The Diamond Creek Football Club is an Australian rules football club located in Diamond Creek – an outer north-eastern suburb of Melbourne.

History
Formed in 1904, the club was a founding member of the Whittlesea District Football Association. A move to the Bourke-Evelyn Football League in 1906 was very successful with premierships in 1906 and 1908 and being runners-up in 1907 and 1912.

Nevertheless, Diamond Creek moved to the Heidelberg District Football League after World War I and, in 1922 joined Eltham, Greensborough, Kangaroo Ground, Templestowe and Warrandyte as founding members of the Diamond Valley Football League.

2005 Division 2 Premiership
Diamond Creek's last premiership was in 2005 in division 2 defeating Greensborough Football Club.

Current status
The club now plays in the Northern Football League, fielding 3 senior and 8 junior teams with a netball team in the Northern Football League Netball Comp.
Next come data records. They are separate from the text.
//! Bearer token inspection.
//!
//! The backend issues HS256 JWTs. The client cannot verify the signature
//! (it does not hold the key) and does not need to: it only reads the claims
//! to learn who is signed in and when the token stops being accepted.

use base64::Engine;
use base64::engine::general_purpose::URL_SAFE_NO_PAD;
use brickyard_core::UserId;
use serde::Deserialize;
use thiserror::Error;

use crate::types::AuthUser;

/// Errors reading a token's claims.
#[derive(Debug, Error, Clone, PartialEq, Eq)]
pub enum TokenError {
    #[error("token is not a JWT (expected three dot-separated segments)")]
    Malformed,
    #[error("token payload is not valid base64url")]
    Encoding,
    #[error("token payload is not valid JSON: {0}")]
    Claims(String),
    #[error("token does not identify a user")]
    MissingSubject,
}

/// Claims the client reads from a token.
///
/// Backends disagree on where the user id goes, so each candidate claim is
/// read on its own and [`TokenClaims::subject`] picks one.
#[derive(Debug, Clone, Deserialize, PartialEq, Eq)]
#[serde(rename_all = "camelCase")]
pub struct TokenClaims {
    pub id: Option<String>,
    #[serde(rename = "_id")]
    pub object_id: Option<String>,
    pub user_id: Option<String>,
    pub sub: Option<String>,
    pub email: Option<String>,
    pub name: Option<String>,
    #[serde(default)]
    pub is_admin: bool,
    /// Expiry, seconds since the Unix epoch.
    pub exp: Option<i64>,
    /// Issue time, seconds since the Unix epoch.
    pub iat: Option<i64>,
}

impl TokenClaims {
    /// Decode the claims segment of a JWT without verifying it.
    ///
    /// # Errors
    ///
    /// Returns an error if the token is not a three-part JWT or its payload
    /// is not base64url-encoded JSON.
    pub fn decode(token: &str) -> Result<Self, TokenError> {
        let mut parts = token.trim().split('.');
        let (Some(_header), Some(payload), Some(_signature), None) =
            (parts.next(), parts.next(), parts.next(), parts.next())
        else {
            return Err(TokenError::Malformed);
        };

        let bytes = URL_SAFE_NO_PAD
            .decode(payload.trim_end_matches('='))
            .map_err(|_| TokenError::Encoding)?;
        serde_json::from_slice(&bytes).map_err(|e| TokenError::Claims(e.to_string()))
    }

    /// Whether the token has expired at `now` (Unix seconds).
    ///
    /// Tokens without an `exp` claim never expire on the client side.
    #[must_use]
    pub fn is_expired_at(&self, now: i64) -> bool {
        self.exp.is_some_and(|exp| now >= exp)
    }

    /// Whether the token has expired.
    #[must_use]
    pub fn is_expired(&self) -> bool {
        self.is_expired_at(chrono::Utc::now().timestamp())
    }

    /// The user id, from `id`, `_id`, `userId` or `sub`, first non-empty
    /// claim wins.
    #[must_use]
    pub fn subject(&self) -> Option<&str> {
        [&self.id, &self.object_id, &self.user_id, &self.sub]
            .into_iter()
            .filter_map(Option::as_deref)
            .find(|id| !id.is_empty())
    }

    /// The user these claims describe.
    ///
    /// # Errors
    ///
    /// Returns `TokenError::MissingSubject` if no user id claim is present.
    pub fn to_user(&self) -> Result<AuthUser, TokenError> {
        let id = self.subject().ok_or(TokenError::MissingSubject)?;
        Ok(AuthUser {
            id: UserId::new(id),
            email: self.email.clone(),
            name: self.name.clone(),
            is_admin: self.is_admin,
        })
    }
}

#[cfg(test)]
#[allow(clippy::unwrap_used)]
mod tests {
    use serde_json::json;

    use super::*;

    fn jwt(claims: &serde_json::Value) -> String {
        let header = URL_SAFE_NO_PAD.encode(br#"{"alg":"HS256","typ":"JWT"}"#);
        let payload = URL_SAFE_NO_PAD.encode(claims.to_string());
        format!("{header}.{payload}.signature")
    }

    #[test]
    fn test_decode_reads_claims() {
        let token = jwt(&json!({
            "id": "u1",
            "email": "emmet@bricks.example",
            "exp": 2_000_000_000
        }));
        let claims = TokenClaims::decode(&token).unwrap();
        assert_eq!(claims.subject(), Some("u1"));
        assert_eq!(claims.exp, Some(2_000_000_000));
        assert!(!claims.is_admin);
    }

    #[test]
    fn test_decode_accepts_sub_claim() {
        let token = jwt(&json!({"sub": "u9"}));
        let user = TokenClaims::decode(&token).unwrap().to_user().unwrap();
        assert_eq!(user.id, UserId::new("u9"));
    }

    #[test]
    fn test_decode_accepts_several_id_claims() {
        let token = jwt(&json!({"id": "u1", "sub": "u1", "exp": 2_000_000_000}));
        let user = TokenClaims::decode(&token).unwrap().to_user().unwrap();
        assert_eq!(user.id, UserId::new("u1"));

        let token = jwt(&json!({"userId": "u2", "sub": "auth|u2"}));
        let claims = TokenClaims::decode(&token).unwrap();
        assert_eq!(claims.subject(), Some("u2"));

        let token = jwt(&json!({"id": "", "_id": "u3"}));
        let claims = TokenClaims::decode(&token).unwrap();
        assert_eq!(claims.subject(), Some("u3"));
    }

    #[test]
    fn test_decode_rejects_malformed() {
        assert_eq!(TokenClaims::decode("abc"), Err(TokenError::Malformed));
        assert_eq!(TokenClaims::decode("a.b.c.d"), Err(TokenError::Malformed));
        assert_eq!(TokenClaims::decode("a.!!!.c"), Err(TokenError::Encoding));
        let not_json = format!("a.{}.c", URL_SAFE_NO_PAD.encode("nope"));
        assert!(matches!(
            TokenClaims::decode(&not_json),
            Err(TokenError::Claims(_))
        ));
    }

    #[test]
    fn test_expiry() {
        let token = jwt(&json!({"id": "u1", "exp": 1000}));
        let claims = TokenClaims::decode(&token).unwrap();
        assert!(claims.is_expired_at(1000));
        assert!(claims.is_expired_at(5000));
        assert!(!claims.is_expired_at(999));
        assert!(claims.is_expired());

        let no_exp = TokenClaims::decode(&jwt(&json!({"id": "u1"}))).unwrap();
        assert!(!no_exp.is_expired());
        assert!(!no_exp.is_expired_at(i64::MAX));
    }

    #[test]
    fn test_to_user_requires_id() {
        let claims = TokenClaims::decode(&jwt(&json!({"email": "x@y.z"}))).unwrap();
        assert_eq!(claims.to_user(), Err(TokenError::MissingSubject));
    }
}
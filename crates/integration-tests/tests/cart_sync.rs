//! Cart store against the mock backend.
//!
//! Run with: cargo test -p brickyard-integration-tests --test cart_sync

#![allow(clippy::unwrap_used)]

use std::time::Duration;

use axum::http::Method;
use brickyard_client::cart::CartPhase;
use brickyard_client::{CartError, ErrorKind};
use brickyard_core::{Price, ProductId};
use brickyard_integration_tests::{MockBackend, TestClient, eventually, token_for, user_id_for};
use secrecy::SecretString;

const EMMET: &str = "emmet@bricks.example";

fn id(raw: &str) -> ProductId {
    ProductId::new(raw)
}

#[tokio::test]
async fn test_cart_mutations_reconcile_wholesale() {
    let backend = MockBackend::start().await;
    let client = TestClient::signed_in(&backend, EMMET).await;
    let cart = client.app.cart();

    cart.refresh_cart().await.unwrap();
    assert!(cart.snapshot().initialized);
    assert_eq!(cart.item_count(), 0);

    cart.add_item(&id("p2"), 2).await.unwrap();
    cart.add_item(&id("p4"), 1).await.unwrap();
    cart.add_item(&id("p2"), 1).await.unwrap();
    let state = cart.snapshot();
    assert_eq!(state.lines.len(), 2);
    assert_eq!(state.quantity_of("p2"), 3);
    assert_eq!(cart.item_count(), 4);
    assert_eq!(cart.subtotal(), Price::from_cents(3 * 46999 + 4999));

    cart.update_quantity(&id("p2"), 1).await.unwrap();
    assert_eq!(cart.snapshot().quantity_of("p2"), 1);

    cart.update_quantity(&id("p2"), 0).await.unwrap();
    assert_eq!(cart.snapshot().quantity_of("p2"), 0);
    assert_eq!(backend.calls_to(&Method::DELETE, "/api/cart/p2"), 1);

    cart.remove_item(&id("p4")).await.unwrap();
    assert_eq!(cart.item_count(), 0);
}

#[tokio::test]
async fn test_clear_cart() {
    let backend = MockBackend::start().await;
    let client = TestClient::signed_in(&backend, EMMET).await;
    let cart = client.app.cart();

    cart.add_item(&id("p1"), 1).await.unwrap();
    cart.add_item(&id("p2"), 1).await.unwrap();
    cart.clear().await.unwrap();

    let state = cart.snapshot();
    assert!(state.lines.is_empty());
    assert!(state.clearing.is_none());
    assert_eq!(cart.subtotal(), Price::ZERO);
}

#[tokio::test]
async fn test_zero_quantity_add_is_rejected_locally() {
    let backend = MockBackend::start().await;
    let client = TestClient::signed_in(&backend, EMMET).await;

    let err = client.app.cart().add_item(&id("p1"), 0).await.unwrap_err();
    assert!(matches!(err, CartError::Validation(_)));
    assert_eq!(err.kind(), ErrorKind::Validation);
    assert_eq!(backend.calls_to(&Method::POST, "/api/cart"), 0);
}

#[tokio::test]
async fn test_unauthenticated_cart_makes_no_request() {
    let backend = MockBackend::start().await;
    let client = TestClient::new(vec![backend.url()]);
    client.app.session().bootstrap();

    let err = client.app.cart().add_item(&id("p1"), 1).await.unwrap_err();
    assert!(matches!(err, CartError::Unauthenticated));
    assert!(backend.calls().is_empty());
}

#[tokio::test]
async fn test_concurrent_same_product_mutation_is_busy() {
    let backend = MockBackend::start().await;
    let client = TestClient::signed_in(&backend, EMMET).await;
    let cart = client.app.cart().clone();

    backend.hold_mutations();
    let first = {
        let cart = cart.clone();
        tokio::spawn(async move { cart.add_item(&id("p1"), 1).await })
    };
    eventually("first add to reach the server", || {
        backend.calls_to(&Method::POST, "/api/cart") == 1
    })
    .await;
    assert!(cart.is_pending(&id("p1")));

    let err = cart.update_quantity(&id("p1"), 5).await.unwrap_err();
    assert!(matches!(err, CartError::Busy(_)));

    // A clear must wait for every line to settle.
    assert!(matches!(cart.clear().await, Err(CartError::Busy(_))));

    // Other products are independent.
    let other = {
        let cart = cart.clone();
        tokio::spawn(async move { cart.add_item(&id("p2"), 1).await })
    };
    eventually("second add to reach the server", || {
        backend.calls_to(&Method::POST, "/api/cart") == 2
    })
    .await;

    backend.release_all();
    first.await.unwrap().unwrap();
    other.await.unwrap().unwrap();
    assert!(!cart.is_pending(&id("p1")));
    assert_eq!(cart.item_count(), 2);
    assert_eq!(backend.calls_to(&Method::PUT, "/api/cart/p1"), 0);
}

#[tokio::test]
async fn test_cart_follows_session() {
    let backend = MockBackend::start().await;
    let client = TestClient::new(vec![backend.url()]);
    let tasks = client.app.start();
    let cart = client.app.cart();
    let mut updates = cart.subscribe();

    client.login(EMMET).await;
    tokio::time::timeout(
        Duration::from_secs(5),
        updates.wait_for(|state| state.initialized),
    )
    .await
    .unwrap()
    .unwrap();
    cart.add_item(&id("p1"), 2).await.unwrap();

    client.app.session().logout().unwrap();
    tokio::time::timeout(
        Duration::from_secs(5),
        updates.wait_for(|state| !state.initialized && state.lines.is_empty()),
    )
    .await
    .unwrap()
    .unwrap();

    tasks.abort();
}

#[tokio::test]
async fn test_mutation_settling_after_logout_is_discarded() {
    let backend = MockBackend::start().await;
    let client = TestClient::signed_in(&backend, EMMET).await;
    let cart = client.app.cart().clone();
    let session = client.app.session();

    backend.hold_mutations();
    let stale = {
        let cart = cart.clone();
        tokio::spawn(async move { cart.add_item(&id("p1"), 1).await })
    };
    eventually("first add to reach the server", || {
        backend.calls_to(&Method::POST, "/api/cart") == 1
    })
    .await;

    session.logout().unwrap();
    cart.reset();

    // Back in from a stored token; a login request would be parked too.
    let user = user_id_for(EMMET);
    let token = token_for(&user, 3600);
    backend.accept_token(&token, &user);
    client
        .app
        .api()
        .tokens()
        .set_token(&SecretString::from(token))
        .unwrap();
    assert!(session.bootstrap().is_some());

    let current = {
        let cart = cart.clone();
        tokio::spawn(async move { cart.add_item(&id("p1"), 2).await })
    };
    eventually("second add to reach the server", || {
        backend.calls_to(&Method::POST, "/api/cart") == 2
    })
    .await;

    // Only the request from the previous session settles.
    backend.release(1);
    let err = stale.await.unwrap().unwrap_err();
    assert!(matches!(err, CartError::StaleSession));
    assert_eq!(err.toast(), None);

    let state = cart.snapshot();
    assert!(state.lines.is_empty());
    assert!(!state.initialized);
    assert!(cart.is_pending(&id("p1")));

    let err = cart.update_quantity(&id("p1"), 5).await.unwrap_err();
    assert!(matches!(err, CartError::Busy(_)));
    assert_eq!(backend.calls_to(&Method::PUT, "/api/cart/p1"), 0);

    backend.release_all();
    current.await.unwrap().unwrap();
    assert!(!cart.is_pending(&id("p1")));
    assert_eq!(cart.snapshot().quantity_of("p1"), 3);
}

#[tokio::test]
async fn test_refresh_settling_after_logout_drops_previous_cart() {
    let backend = MockBackend::start().await;
    let client = TestClient::signed_in(&backend, EMMET).await;
    let cart = client.app.cart().clone();

    cart.add_item(&id("p2"), 1).await.unwrap();

    backend.hold_reads();
    let refresh = {
        let cart = cart.clone();
        tokio::spawn(async move { cart.refresh_cart().await })
    };
    eventually("refresh to reach the server", || {
        backend.calls_to(&Method::GET, "/api/cart") == 1
    })
    .await;
    assert_eq!(cart.snapshot().phase, CartPhase::Loading);

    // No session sync is running, so nothing else resets the cart.
    client.app.session().logout().unwrap();
    backend.release_all();

    let err = refresh.await.unwrap().unwrap_err();
    assert!(matches!(err, CartError::StaleSession));
    let state = cart.snapshot();
    assert!(state.lines.is_empty());
    assert!(!state.initialized);
    assert_eq!(state.phase, CartPhase::Uninitialized);
}
//! Session commands.
//!
//! # Usage
//!
//! ```bash
//! BRICKYARD_PASSWORD=... brickyard login -e emmet@bricks.example
//! echo "$PASSWORD" | brickyard login -e emmet@bricks.example
//! brickyard whoami
//! brickyard logout
//! ```

use std::io::BufRead;

use brickyard_client::{AppState, SessionError, Toast};
use brickyard_core::{Email, EmailError};
use secrecy::SecretString;
use thiserror::Error;

use super::report;

/// Environment variable checked for the password before reading stdin.
const PASSWORD_ENV: &str = "BRICKYARD_PASSWORD";

#[derive(Debug, Error)]
pub enum AuthError {
    #[error("Invalid email: {0}")]
    InvalidEmail(#[from] EmailError),

    #[error("Failed to read password: {0}")]
    Password(#[from] std::io::Error),

    #[error("A password is required")]
    EmptyPassword,

    #[error(transparent)]
    Session(#[from] SessionError),
}

/// Sign in with `email`.
pub async fn login(app: &AppState, email: &str) -> Result<(), AuthError> {
    let email = Email::parse(email)?;
    let password = read_password()?;

    // Status and connectivity failures were already shown by the client.
    let user = app.session().login(&email, &password).await?;

    let name = user.name.as_deref().unwrap_or(email.as_str());
    report(app, Some(Toast::success(format!("Signed in as {name}"))));
    Ok(())
}

/// Sign out.
pub fn logout(app: &AppState) -> Result<(), AuthError> {
    app.session().logout()?;
    report(app, Some(Toast::success("Signed out")));
    Ok(())
}

/// Print the signed-in user.
#[allow(clippy::print_stdout)]
pub fn whoami(app: &AppState) {
    match app.session().current_user() {
        Some(user) => {
            let email = user.email.as_deref().unwrap_or("-");
            let role = if user.is_admin { " (admin)" } else { "" };
            println!("{} <{email}>{role}", user.id);
        }
        None => println!("Not signed in"),
    }
}

fn read_password() -> Result<SecretString, AuthError> {
    if let Ok(password) = std::env::var(PASSWORD_ENV)
        && !password.is_empty()
    {
        return Ok(SecretString::from(password));
    }

    let mut line = String::new();
    std::io::stdin().lock().read_line(&mut line)?;
    let password = line.trim_end_matches(['\r', '\n']);
    if password.is_empty() {
        return Err(AuthError::EmptyPassword);
    }
    Ok(SecretString::from(password.to_owned()))
}
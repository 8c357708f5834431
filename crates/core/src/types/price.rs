//! Type-safe price representation using decimal arithmetic.
//!
//! The storefront backend reports prices as plain JSON numbers in the shop's
//! single currency (USD). Amounts are kept as [`Decimal`] so cart subtotals
//! never accumulate floating-point drift.

use core::fmt;
use core::iter::Sum;
use core::ops::Add;

use rust_decimal::Decimal;
use serde::{Deserialize, Serialize};

/// A price in the shop currency.
///
/// Deserializes from either a JSON number (`49.99`) or a numeric string
/// (`"49.99"`).
#[derive(
    Debug, Clone, Copy, PartialEq, Eq, PartialOrd, Ord, Hash, Default, Serialize, Deserialize,
)]
#[serde(transparent)]
pub struct Price(Decimal);

impl Price {
    /// A zero price.
    pub const ZERO: Self = Self(Decimal::ZERO);

    /// Create a new price.
    #[must_use]
    pub const fn new(amount: Decimal) -> Self {
        Self(amount)
    }

    /// Create a price from an amount in cents.
    #[must_use]
    pub fn from_cents(cents: i64) -> Self {
        Self(Decimal::new(cents, 2))
    }

    /// The amount in the shop currency's standard unit.
    #[must_use]
    pub const fn amount(&self) -> Decimal {
        self.0
    }

    /// Price of `quantity` units.
    #[must_use]
    pub fn times(self, quantity: u32) -> Self {
        Self(self.0 * Decimal::from(quantity))
    }
}

impl fmt::Display for Price {
    fn fmt(&self, f: &mut fmt::Formatter<'_>) -> fmt::Result {
        write!(f, "${:.2}", self.0)
    }
}

impl Add for Price {
    type Output = Self;

    fn add(self, rhs: Self) -> Self::Output {
        Self(self.0 + rhs.0)
    }
}

impl Sum for Price {
    fn sum<I: Iterator<Item = Self>>(iter: I) -> Self {
        iter.fold(Self::ZERO, Add::add)
    }
}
To go with this they also field a superules team for over 35s.

In 2009 Diamond Creek finished 2nd in division 2 after the home & away season, but lost both finals matches to finish 3rd overall

AFL/VFL players

Diamond Creek Football club has launched the careers of many AFL players including
 Gordon Coventry – champion Collingwood full forward
 Syd Coventry – Collingwood premiership captain and Brownlow Medallist
 Rhyce Shaw former Sydney player and former north melbourne coach
 Heath Shaw former Greater Western Sydney Giants player
 Jack Anthony former Collingwood and Fremantle player

Women's team
Diamond Creek had an affiliate women's team formed in 2002 with one team that expanded to two sides in 2007 (seniors and reserves) competing in the Victorian Women's Football League.

In 2009 it formed a Youth Girls side (U18s).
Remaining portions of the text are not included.